BEGIN EXTRACTED RECORDS
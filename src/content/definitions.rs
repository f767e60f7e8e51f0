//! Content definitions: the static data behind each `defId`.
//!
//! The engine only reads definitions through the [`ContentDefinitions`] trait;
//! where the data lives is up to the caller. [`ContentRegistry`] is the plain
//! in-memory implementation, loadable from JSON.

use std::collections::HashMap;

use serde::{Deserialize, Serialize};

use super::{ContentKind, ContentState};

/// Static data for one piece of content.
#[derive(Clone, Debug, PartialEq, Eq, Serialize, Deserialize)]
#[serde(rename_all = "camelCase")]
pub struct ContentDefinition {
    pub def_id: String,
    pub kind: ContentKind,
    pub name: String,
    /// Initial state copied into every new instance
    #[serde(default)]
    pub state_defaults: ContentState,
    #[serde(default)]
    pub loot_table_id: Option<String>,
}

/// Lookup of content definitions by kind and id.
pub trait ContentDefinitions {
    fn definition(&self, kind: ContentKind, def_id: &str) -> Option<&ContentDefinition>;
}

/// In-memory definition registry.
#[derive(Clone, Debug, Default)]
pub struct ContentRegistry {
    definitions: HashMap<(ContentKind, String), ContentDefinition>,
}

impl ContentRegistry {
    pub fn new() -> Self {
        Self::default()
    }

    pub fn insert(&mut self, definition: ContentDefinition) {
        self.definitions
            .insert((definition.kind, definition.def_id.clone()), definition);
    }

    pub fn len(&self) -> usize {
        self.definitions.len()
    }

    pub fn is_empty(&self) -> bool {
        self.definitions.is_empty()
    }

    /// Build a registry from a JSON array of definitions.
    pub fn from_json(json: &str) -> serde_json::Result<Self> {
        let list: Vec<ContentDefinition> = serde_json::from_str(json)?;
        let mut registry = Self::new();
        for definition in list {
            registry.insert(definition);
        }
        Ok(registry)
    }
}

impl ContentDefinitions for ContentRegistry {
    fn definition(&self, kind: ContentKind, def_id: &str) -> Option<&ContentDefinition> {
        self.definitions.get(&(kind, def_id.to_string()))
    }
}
END EXTRACTED RECORDS
Copy out the material above in full.

filename src/content/definitions.rs
repository f767e60f7e8e51f0
//! Content definitions: the static data behind each `defId`.
//!
//! The engine only reads definitions through the [`ContentDefinitions`] trait;
//! where the data lives is up to the caller. [`ContentRegistry`] is the plain
//! in-memory implementation, loadable from JSON.

use std::collections::HashMap;

use serde::{Deserialize, Serialize};

use super::{ContentKind, ContentState};

/// Static data for one piece of content.
#[derive(Clone, Debug, PartialEq, Eq, Serialize, Deserialize)]
#[serde(rename_all = "camelCase")]
pub struct ContentDefinition {
    pub def_id: String,
    pub kind: ContentKind,
    pub name: String,
    /// Initial state copied into every new instance
    #[serde(default)]
    pub state_defaults: ContentState,
    #[serde(default)]
    pub loot_table_id: Option<String>,
}

/// Lookup of content definitions by kind and id.
pub trait ContentDefinitions {
    fn definition(&self, kind: ContentKind, def_id: &str) -> Option<&ContentDefinition>;
}

/// In-memory definition registry.
#[derive(Clone, Debug, Default)]
pub struct ContentRegistry {
    definitions: HashMap<(ContentKind, String), ContentDefinition>,
}

impl ContentRegistry {
    pub fn new() -> Self {
        Self::default()
    }

    pub fn insert(&mut self, definition: ContentDefinition) {
        self.definitions
            .insert((definition.kind, definition.def_id.clone()), definition);
    }

    pub fn len(&self) -> usize {
        self.definitions.len()
    }

    pub fn is_empty(&self) -> bool {
        self.definitions.is_empty()
    }

    /// Build a registry from a JSON array of definitions.
    pub fn from_json(json: &str) -> serde_json::Result<Self> {
        let list: Vec<ContentDefinition> = serde_json::from_str(json)?;
        let mut registry = Self::new();
        for definition in list {
            registry.insert(definition);
        }
        Ok(registry)
    }
}

impl ContentDefinitions for ContentRegistry {
    fn definition(&self, kind: ContentKind, def_id: &str) -> Option<&ContentDefinition> {
        self.definitions.get(&(kind, def_id.to_string()))
    }
}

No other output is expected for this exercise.